On 24 Jun 2015 at 16:30, Neil Groves wrote:
There is no reason for a packaged task implementation to be more heavy weight than a promise. If the packaged task is [](T x) { return x; } then it is also semantically equivalent to promise<T>, just in a nicer interface. Bonus points it works beautifully with ASIO without any explicit support from ASIO itself.
I think this is a very important point. Of course the interaction is better with most existing code bases of which ASIO is merely one (important) example. It is clear that in at least some cases the packaged task implementation need not add overhead. Does anyone have any examples where one needs the additional abstraction for optimal performance?

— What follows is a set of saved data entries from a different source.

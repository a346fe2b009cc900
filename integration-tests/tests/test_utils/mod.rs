use cosmwasm_std::testing::MockApi;
use cosmwasm_std::{
    coins, Addr, Api, Attribute, BankMsg, CanonicalAddr, Event, HexBinary, Uint128,
};
use cw_multi_test::{App, AppResponse, Executor};
use gas_relayer::msg::ExecuteMsg;
use integration_tests::contract::Contract;
use integration_tests::gas_relayer_contract::GasRelayerContract;
use integration_tests::lz_endpoint_contract::LzEndpointContract;
use integration_tests::protocol::{Chain, Protocol};
use lz_endpoint_api::ChainId;

pub const DENOM: &str = "uatom";
pub const BASE_FEE: u128 = 1_000;
pub const FEE_PER_BYTE: u128 = 10;
pub const PROTOCOL_FEE: u128 = 5_000;
pub const DELIVERY_AMOUNT: u128 = 1_000_000;

pub const CHAIN_A: ChainId = ChainId::new(10102);
pub const CHAIN_B: ChainId = ChainId::new(10109);

/// Endpoint fee for a relay payload: the base fee plus 32 bytes of abi encoded recipient
pub const NATIVE_FEE: u128 = 1_320;

pub fn setup_protocol() -> Protocol {
    let api = MockApi::default();
    let genesis = api.addr_make("genesis");
    let app = App::new(|router, _, storage| {
        router
            .bank
            .init_balance(storage, &genesis, coins(u128::MAX, DENOM))
            .unwrap()
    });

    Protocol {
        genesis_address: genesis,
        admin_address: api.addr_make("admin"),
        app,
    }
}

pub fn setup_chain(protocol: &mut Protocol, chain_id: ChainId) -> Chain {
    let endpoint = LzEndpointContract::instantiate_contract(
        &mut protocol.app,
        protocol.admin_address.clone(),
        chain_id,
        DENOM,
        Uint128::new(BASE_FEE),
        Uint128::new(FEE_PER_BYTE),
    );
    let gas_relayer = GasRelayerContract::instantiate_contract(
        &mut protocol.app,
        protocol.admin_address.clone(),
        endpoint.contract_addr.clone(),
        DENOM,
        Uint128::new(PROTOCOL_FEE),
        Uint128::new(DELIVERY_AMOUNT),
        vec![],
    );

    Chain {
        chain_id,
        endpoint,
        gas_relayer,
    }
}

/// Connects the relayers of two chains with each other: each trusts the other as its remote and
/// each endpoint knows where to route messages for the other chain's relayer.
pub fn connect_chains(protocol: &mut Protocol, a: &Chain, b: &Chain) {
    for (local, remote) in [(a, b), (b, a)] {
        trust_remote(protocol, local, remote.chain_id, &remote.gas_relayer.contract_addr);

        local
            .endpoint
            .execute(
                &mut protocol.app,
                protocol.admin_address.clone(),
                &lz_endpoint_mock::msg::ExecuteMsg::SetDestLzEndpoint {
                    destination: remote.gas_relayer.contract_addr.to_string(),
                    endpoint: remote.endpoint.contract_addr.to_string(),
                },
            )
            .unwrap();
    }
}

pub fn trust_remote(protocol: &mut Protocol, local: &Chain, chain_id: ChainId, remote: &Addr) {
    let remote_address = address_bytes(&protocol.app, remote);

    local
        .gas_relayer
        .execute(
            &mut protocol.app,
            protocol.admin_address.clone(),
            &ExecuteMsg::SetTrustedRemoteAddress {
                chain_id,
                remote_address,
            },
        )
        .unwrap();
}

pub fn setup_connected_chains() -> (Protocol, Chain, Chain) {
    let mut protocol = setup_protocol();
    let chain_a = setup_chain(&mut protocol, CHAIN_A);
    let chain_b = setup_chain(&mut protocol, CHAIN_B);
    connect_chains(&mut protocol, &chain_a, &chain_b);

    (protocol, chain_a, chain_b)
}

pub fn fund(protocol: &mut Protocol, recipient: &Addr, amount: u128) {
    protocol
        .app
        .execute(
            protocol.genesis_address.clone(),
            BankMsg::Send {
                to_address: recipient.to_string(),
                amount: coins(amount, DENOM),
            }
            .into(),
        )
        .unwrap();
}

pub fn top_up(protocol: &mut Protocol, chain: &Chain, amount: u128) {
    chain
        .gas_relayer
        .execute_with_funds(
            &mut protocol.app,
            protocol.genesis_address.clone(),
            &ExecuteMsg::TopUp,
            &coins(amount, DENOM),
        )
        .unwrap();
}

pub fn balance(app: &App, addr: &Addr) -> u128 {
    app.wrap().query_balance(addr, DENOM).unwrap().amount.u128()
}

pub fn address_bytes(app: &App, addr: &Addr) -> HexBinary {
    app.api()
        .addr_canonicalize(addr.as_str())
        .unwrap()
        .to_vec()
        .into()
}

/// A recipient in the 20 byte format of the remote chain and its address on this chain.
pub fn recipient(app: &App) -> (HexBinary, Addr) {
    let bytes = vec![0xca; 20];
    let addr = app
        .api()
        .addr_humanize(&CanonicalAddr::from(bytes.clone()))
        .unwrap();

    (bytes.into(), addr)
}

pub fn get_event_attribute<'a>(
    events: &'a [Event],
    event_type: &str,
    attribute_name: &str,
) -> Option<&'a Attribute> {
    events
        .iter()
        .find(|ev| ev.ty == event_type)?
        .attributes
        .iter()
        .find(|attribute| attribute.key == attribute_name)
}

pub fn has_event(response: &AppResponse, event_type: &str) -> bool {
    response.events.iter().any(|ev| ev.ty == event_type)
}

Yes: https://boostgsoc13.github.io/boost.afio/doc/html/afio/reference/class es/enqueued_task_r___.html std::packaged_task has a very unhelpful design for real world programming. The ability to extract its its internally held promise, and optionally set it early within the task is exactly what afio::enqueued_task does. If I remember rightly, I added a good 30% to performance using this slightly enhanced packaged_task. For real world sized tasks this stuff matters.
His implementation uses a shared ptr, but I think you could do without by deep copying the futures and internally chaining via then. This way you only pay the cost if you actually copy.
Is there any data about this trade-off? It seems that requiring a deep copy could, at least under some use-cases be substantial overhead. With a deep copy requirement are you prohibiting a wrapper that uses a shared_ptr? It seems more idiomatic to default to value-type semantics while providing flexibility to reduce copy/clone overhead.
This is effectively the same as a linked list, and that is terrible for performance after a certain depth of chains. You're better off allocating memory and using shared_ptr after a certain depth.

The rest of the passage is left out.